Les Fioretti de Saint François d'Assise
D'une admirable vision de notre Ordre, qu'eut frère Léon
Une fois que saint François était
gravement malade et que frère Léon le servait, ledit frère Léon étant en
oraison près de saint François, fut ravi en extase et mené en esprit auprès
d'un très grand fleuve, large et impétueux. Et étant à regarder qui le passait,
il vit quelques frères portant une charge, entrer dans ce fleuve et qui,
subitement étaient entraînés, par l'impétuosité du fleuve et noyés. Quelques
autres allaient jusqu'au tiers. Quelques autres à la moitié du fleuve. Quelques
autres enfin jusqu'auprès de l'autre rive, mais tous, par l'impétuosité du
fleuve et par les poids qu'ils portaient sur le dos, tombaient finalement et se
noyaient.
Frère Léon, voyant cela, avait envers eux une très grande compassion. Et
subitement, comme il était ainsi, voici qu'il vit venir une grande multitude de
frères sans aucune charge, sans poids d'aucune sorte, en qui resplendissait la
sainte pauvreté, et entrant dans ce fleuve ils passèrent au-delà sans aucun
danger. Et voyant cela, frère Léon revint à lui.

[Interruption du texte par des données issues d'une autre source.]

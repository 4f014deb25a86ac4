use std::path::PathBuf;

#[derive(Debug, thiserror::Error)]
pub enum ExtractError {
    #[error("Please select both a video file and output folder.")]
    MissingInput,

    #[error("Invalid frame rate '{0}': expected a positive number")]
    InvalidRate(String),

    #[error("Failed to create output directory {}: {source}", .path.display())]
    CreateOutputDir {
        path: PathBuf,
        #[source]
        source: std::io::Error,
    },

    #[error("Failed to launch {}: {source}", .program.display())]
    Spawn {
        program: PathBuf,
        #[source]
        source: std::io::Error,
    },

    #[error("FFmpeg diagnostic stream was not captured")]
    MissingPipe,

    #[error("I/O error while reading FFmpeg output: {0}")]
    Io(#[from] std::io::Error),
}
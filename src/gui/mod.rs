pub mod app;
pub mod state;

#[cfg(test)]
mod app_test;

pub use app::*;
use std::process::Stdio;
use std::sync::Arc;
use std::thread;
use std::time::{Duration, Instant};
use tokio::io::{AsyncBufReadExt, BufReader};
use tokio::sync::{mpsc, watch};
use crate::core::{ExtractError, ExtractionRequest};
use crate::video::command::{prepare_output_dir, ExtractionCommand};
use crate::video::probe::{FrameRate, FrameRateProbe};
use crate::video::FfmpegTool;

/// Progress and outcome of one extraction, in the order they happened.
#[derive(Debug, Clone, PartialEq)]
pub enum JobEvent {
    Probed(FrameRate),
    /// Frame rate gate rejected the video; no extraction process was spawned.
    FrameRateUnavailable,
    Started,
    /// One non-empty line of FFmpeg diagnostic output
    Line(String),
    /// FFmpeg exited. The exit code is informational only.
    Finished { exit_code: Option<i32> },
    Cancelled,
    Failed(String),
}

impl JobEvent {
    /// Exactly one terminal event ends every job.
    pub fn is_terminal(&self) -> bool {
        matches!(
            self,
            JobEvent::FrameRateUnavailable
                | JobEvent::Finished { .. }
                | JobEvent::Cancelled
                | JobEvent::Failed(_)
        )
    }
}

#[derive(Debug, Clone)]
pub struct CancellationToken {
    sender: Arc<watch::Sender<bool>>,
}

impl CancellationToken {
    pub fn new() -> Self {
        let (sender, _) = watch::channel(false);
        Self { sender: Arc::new(sender) }
    }

    pub fn cancel(&self) {
        self.sender.send_replace(true);
    }

    pub fn is_cancelled(&self) -> bool {
        *self.sender.borrow()
    }

    /// Resolves once `cancel` has been called, immediately if it already was.
    pub async fn cancelled(&self) {
        let mut receiver = self.sender.subscribe();
        // The sender lives in self, so the channel cannot close while we wait
        let _ = receiver.wait_for(|cancelled| *cancelled).await;
    }
}

impl Default for CancellationToken {
    fn default() -> Self {
        Self::new()
    }
}

/// Owned by the UI while a job runs.
pub struct JobHandle {
    token: CancellationToken,
    worker: thread::JoinHandle<()>,
}

impl JobHandle {
    pub fn cancel(&self) {
        log::info!("Cancellation requested");
        self.token.cancel();
    }

    pub fn is_finished(&self) -> bool {
        self.worker.is_finished()
    }

    /// Cancels and waits up to `timeout` for the worker to kill FFmpeg and exit.
    /// Returns false if the worker was still running when the timeout ran out.
    pub fn cancel_and_wait(self, timeout: Duration) -> bool {
        self.cancel();

        let deadline = Instant::now() + timeout;
        while !self.worker.is_finished() {
            if Instant::now() >= deadline {
                return false;
            }
            thread::sleep(Duration::from_millis(10));
        }

        if self.worker.join().is_err() {
            log::error!("Extraction worker panicked");
        }
        true
    }
}

pub struct ExtractionJob {
    request: ExtractionRequest,
    command: ExtractionCommand,
    probe: Arc<dyn FrameRateProbe>,
}

impl ExtractionJob {
    pub fn new(
        tool: &FfmpegTool,
        probe: Arc<dyn FrameRateProbe>,
        request: ExtractionRequest,
    ) -> Self {
        let command = ExtractionCommand::build(&tool.ffmpeg, &request);
        Self { request, command, probe }
    }

    #[cfg(test)]
    pub fn with_command(mut self, command: ExtractionCommand) -> Self {
        self.command = command;
        self
    }

    /// Runs the job on a background thread and streams its events back.
    pub fn start(self) -> (JobHandle, mpsc::UnboundedReceiver<JobEvent>) {
        let (event_tx, event_rx) = mpsc::unbounded_channel::<JobEvent>();
        let token = CancellationToken::new();
        let worker_token = token.clone();

        let worker = thread::spawn(move || {
            let terminal = match self.run(&event_tx, &worker_token) {
                Ok(event) => event,
                Err(e) => {
                    log::error!("Frame extraction failed: {}", e);
                    JobEvent::Failed(e.to_string())
                }
            };
            log::info!("Extraction job finished: {:?}", terminal);
            emit(&event_tx, terminal);
        });

        (JobHandle { token, worker }, event_rx)
    }

    fn run(
        &self,
        events: &mpsc::UnboundedSender<JobEvent>,
        token: &CancellationToken,
    ) -> Result<JobEvent, ExtractError> {
        if token.is_cancelled() {
            return Ok(JobEvent::Cancelled);
        }

        prepare_output_dir(&self.request.output_dir)?;

        let rate = self.probe.probe(&self.request.video_path);
        if rate.is_zero() {
            log::warn!("Could not determine frame rate of {}", self.request.video_path.display());
            return Ok(JobEvent::FrameRateUnavailable);
        }
        emit(events, JobEvent::Probed(rate));

        if token.is_cancelled() {
            return Ok(JobEvent::Cancelled);
        }

        let rt = tokio::runtime::Builder::new_current_thread()
            .enable_all()
            .build()?;

        rt.block_on(self.monitor(events, token))
    }

    async fn monitor(
        &self,
        events: &mpsc::UnboundedSender<JobEvent>,
        token: &CancellationToken,
    ) -> Result<JobEvent, ExtractError> {
        log::info!("Starting extraction: {}", self.command.display_line());
        emit(events, JobEvent::Started);

        let mut child = tokio::process::Command::new(&self.command.program)
            .args(&self.command.args)
            .stdin(Stdio::null())
            .stdout(Stdio::null())
            .stderr(Stdio::piped())
            .kill_on_drop(true)
            .spawn()
            .map_err(|source| ExtractError::Spawn {
                program: self.command.program.clone(),
                source,
            })?;

        let stderr = child.stderr.take().ok_or(ExtractError::MissingPipe)?;
        let mut reader = BufReader::new(stderr);
        let mut buf = Vec::new();

        let cancelled = token.cancelled();
        tokio::pin!(cancelled);

        loop {
            buf.clear();
            tokio::select! {
                read = reader.read_until(b'\n', &mut buf) => {
                    if read? == 0 {
                        break;
                    }
                    let line = String::from_utf8_lossy(&buf);
                    let line = line.trim_end();
                    if !line.is_empty() {
                        log::debug!("ffmpeg: {}", line);
                        emit(events, JobEvent::Line(line.to_string()));
                    }
                }
                _ = &mut cancelled => {
                    log::info!("Killing FFmpeg after cancellation");
                    child.kill().await?;
                    return Ok(JobEvent::Cancelled);
                }
            }
        }

        // Diagnostic stream closed; the process is exiting
        let status = tokio::select! {
            status = child.wait() => status?,
            _ = &mut cancelled => {
                child.kill().await?;
                return Ok(JobEvent::Cancelled);
            }
        };

        if !status.success() {
            log::warn!("FFmpeg exited with {}", status);
        }

        Ok(JobEvent::Finished { exit_code: status.code() })
    }
}

fn emit(events: &mpsc::UnboundedSender<JobEvent>, event: JobEvent) {
    if let Err(e) = events.send(event) {
        log::error!("Failed to send job event: {}", e);
    }
}
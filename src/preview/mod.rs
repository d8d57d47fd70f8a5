//! Preview post-processing for generated pages.
//!
//! Generated HTML is untrusted and frequently malformed. Before it is handed
//! to the preview iframe as `srcdoc` it goes through two string-level passes:
//!
//! - `navigation` - injects the click-interception script
//! - `watermark` - injects the attribution footer
//!
//! `intent`, `dom` and `click` model what the injected script does once the
//! page is live, so the interception rules can be exercised without a browser.

pub mod click;
pub mod dom;
pub mod intent;
pub mod navigation;
pub mod watermark;

pub use click::{external_notice, find_section, simulate_click, ClickOutcome};
pub use dom::{Document, Element, NodeId};
pub use intent::{classify, NavigationIntent, INTERNAL_PAGES};
pub use navigation::{inject_navigation_handler, NAVIGATION_MARKER, NAVIGATION_SCRIPT};
pub use watermark::{attribution_fragment, inject_watermark, render_srcdoc, ATTRIBUTION_MARKER};

// ============================================================================
// Anchor Point Search
// ============================================================================

/// Insert `fragment` right before the last closing `</body>` tag, falling back
/// to the last `</html>` tag and finally to the end of the document.
///
/// Tag matching is ASCII case-insensitive. Every byte outside the inserted
/// fragment is preserved.
pub(crate) fn insert_before_closing(html: &str, fragment: &str) -> String {
    let anchor = rfind_ignore_ascii_case(html, "</body>")
        .or_else(|| rfind_ignore_ascii_case(html, "</html>"));

    match anchor {
        Some(at) => {
            let mut out = String::with_capacity(html.len() + fragment.len() + 1);
            out.push_str(&html[..at]);
            out.push_str(fragment);
            out.push('\n');
            out.push_str(&html[at..]);
            out
        }
        None => format!("{}{}", html, fragment),
    }
}

/// ASCII lowercasing keeps byte offsets stable, so offsets found in the
/// lowered copy are valid char boundaries in the original.
pub(crate) fn rfind_ignore_ascii_case(haystack: &str, needle: &str) -> Option<usize> {
    haystack
        .to_ascii_lowercase()
        .rfind(&needle.to_ascii_lowercase())
}

#[cfg(test)]
mod tests {
    use super::*;

    #[test]
    fn test_insert_prefers_body_over_html() {
        let out = insert_before_closing("<html><body>x</body></html>", "<i></i>");
        assert_eq!(out, "<html><body>x<i></i>\n</body></html>");
    }

    #[test]
    fn test_insert_falls_back_to_html() {
        let out = insert_before_closing("<html>x</html>", "<i></i>");
        assert_eq!(out, "<html>x<i></i>\n</html>");
    }

    #[test]
    fn test_insert_appends_without_anchor() {
        let out = insert_before_closing("<p>loose</p>", "<i></i>");
        assert_eq!(out, "<p>loose</p><i></i>");
    }

    #[test]
    fn test_case_insensitive_search_keeps_offsets() {
        let html = "<BODY>é</BODY>";
        let at = rfind_ignore_ascii_case(html, "</body>").unwrap();
        assert_eq!(&html[at..], "</BODY>");
    }
}
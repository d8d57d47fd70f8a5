//! Dialog markup: deploy, load project, pro upgrade, login prompts and the
//! invite panel.

use crate::dialogs::LoginPrompt;

use super::components::{html_escape, SITE_NAME};

fn dialog_shell(id: &str, title: &str, description: &str, body: &str) -> String {
    format!(
        r#"<div class="dialog-overlay" id="{id}" onclick="if(event.target===this)closeDialog('{id}')">
            <div class="dialog" role="dialog" aria-labelledby="{id}-title">
                <header>
                    <img src="/public/bond-media-logo.svg" alt="{site} Logo" width="120" height="40">
                    <p class="title" id="{id}-title">{title}</p>
                    <p class="description">{description}</p>
                </header>
                <main>{body}</main>
            </div>
        </div>"#,
        id = id,
        site = SITE_NAME,
        title = html_escape(title),
        description = html_escape(description),
        body = body,
    )
}

pub fn deploy_dialog() -> String {
    dialog_shell(
        "deploy-dialog",
        "Deploy your Website!",
        "Save and deploy your website project with Bond Media Studio. Share your amazing website with the world.",
        r#"<div>
                <label for="deploy-title">Choose a title for your website:</label>
                <input type="text" id="deploy-title" placeholder="My Awesome Website">
            </div>
            <div>
                <label>Then, let's deploy it!</label>
                <button class="btn black" id="deploy-submit" onclick="submitDeploy()">Deploy Website</button>
            </div>"#,
    )
}

pub fn load_dialog() -> String {
    dialog_shell(
        "load-dialog",
        "Import a Project",
        "Enter the URL of your Bond Media Studio project to import an existing website.",
        r#"<div>
                <label for="load-url">Enter your Bond Media Studio Project</label>
                <input type="text" id="load-url" placeholder="https://bondmediastudio.com/projects/username/project" onblur="normalizeProjectUrl(this)">
            </div>
            <div>
                <label>Then, let's import it!</label>
                <button class="btn black" id="load-submit" onclick="submitImport()">Import your Project</button>
            </div>"#,
    )
}

pub fn pro_modal() -> String {
    dialog_shell(
        "pro-dialog",
        "Upgrade to Bond Media Studio Pro",
        "Unlock unlimited website creation with Bond Media Studio Pro.",
        r#"<ul>
                <li>Create unlimited websites with premium templates</li>
                <li>Access to premium website templates and themes</li>
                <li>Priority support and advanced customization options</li>
                <li>... and lots more!</li>
            </ul>
            <button class="btn black" onclick="submitUpgrade()">Upgrade to Pro (Coming Soon)</button>"#,
    )
}

/// One login prompt per entry point; `key` becomes the `login-<key>` element id.
pub fn login_modal(key: &str, prompt: &LoginPrompt) -> String {
    dialog_shell(
        &format!("login-{}", key),
        prompt.title,
        prompt.description,
        &format!(
            r#"<button class="btn black" onclick="confirmLogin('login-{}')">Log In to Continue</button>"#,
            key
        ),
    )
}

pub fn login_modals() -> String {
    [
        ("default", &LoginPrompt::DEFAULT),
        ("save", &LoginPrompt::SAVE),
        ("load", &LoginPrompt::LOAD),
        ("gallery", &LoginPrompt::GALLERY),
        ("help", &LoginPrompt::HELP),
    ]
    .iter()
    .map(|(key, prompt)| login_modal(key, prompt))
    .collect()
}

pub fn invite_friends() -> String {
    dialog_shell(
        "invite-dialog",
        "Explore Bond Media's Premium Websites",
        "Discover our portfolio of custom, bespoke websites and professional web solutions.",
        r#"<a href="https://www.bondmedia.co.uk/" target="_blank" rel="noopener noreferrer">
                <button class="btn black">Visit Bond Media Website</button>
            </a>"#,
    )
}

#[cfg(test)]
mod tests {
    use super::*;

    #[test]
    fn test_login_modals_cover_every_entry_point() {
        let html = login_modals();
        for id in ["login-default", "login-save", "login-load", "login-gallery", "login-help"] {
            assert!(html.contains(&format!("id=\"{}\"", id)), "{}", id);
        }
        assert!(html.contains("Log In to get Help"));
    }

    #[test]
    fn test_load_dialog_placeholder() {
        assert!(load_dialog().contains("https://bondmediastudio.com/projects/username/project"));
    }

    #[test]
    fn test_dialog_text_is_escaped() {
        let html = deploy_dialog();
        assert!(html.contains("Deploy your Website!"));
        let html = invite_friends();
        assert!(html.contains("Bond Media&#39;s"));
    }
}
//! Attribution footer composed into every previewed page.

use super::insert_before_closing;
use super::navigation::inject_navigation_handler;

pub const ATTRIBUTION_MARKER: &str = "data-studio-attribution";

const ATTRIBUTION_FRAGMENT: &str = r##"<p data-studio-attribution style="border-radius: 8px; text-align: center; font-size: 12px; color: #fff; margin-top: 16px;position: fixed; left: 8px; bottom: 8px; z-index: 10; background: rgba(0, 0, 0, 0.8); padding: 4px 8px;">Made with <img src="/public/bond-media-main-logo.svg" alt="Bond Media Studio Logo" style="width: 16px; height: 16px; vertical-align: middle;display:inline-block;margin-right:3px;filter:brightness(0) invert(1);"><a href="#" style="color: #fff;text-decoration: underline;" target="_blank" >Bond Media Studio</a></p>"##;

pub fn attribution_fragment() -> &'static str {
    ATTRIBUTION_FRAGMENT
}

/// Compose the attribution fragment into `html`, using the same anchor
/// fallback order as the navigation rewriter. Only the exact fragment counts
/// as already present.
pub fn inject_watermark(html: &str) -> String {
    if html.contains(ATTRIBUTION_FRAGMENT) {
        return html.to_string();
    }
    insert_before_closing(html, ATTRIBUTION_FRAGMENT)
}

/// Full preview pipeline: navigation rewriter, then watermark.
pub fn render_srcdoc(html: &str) -> String {
    inject_watermark(&inject_navigation_handler(html))
}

Alors saint François, sachant en esprit que frère Léon avait eu une vision,
l'appela à lui et lui demanda ce qu'il avait vu. Quand frère Léon lui eut dit
toute la vision dans l'ordre, saint François lui dit : "Ce que tu as vu est
vrai. Le grand fleuve, c'est ce monde, les frères qui se noyaient dans le
fleuve sont ceux qui ne suivent pas la profession évangélique, et spécialement
quant à la très haute pauvreté. Mais ceux qui passaient sans danger sont ces
frères qui ne cherchent ni ne possèdent en ce monde aucune chose terrestre ou
charnelle, mais ayant seulement la nourriture et le vêtement indispensables,
sont contents en suivant le Christ nu sur la croix, et ils portent allègrement
et volontiers le poids et le joug suave du Christ et de la sainte obéissance, c'est pourquoi il passent facilement de la vie temporelle à la vie
éternelle."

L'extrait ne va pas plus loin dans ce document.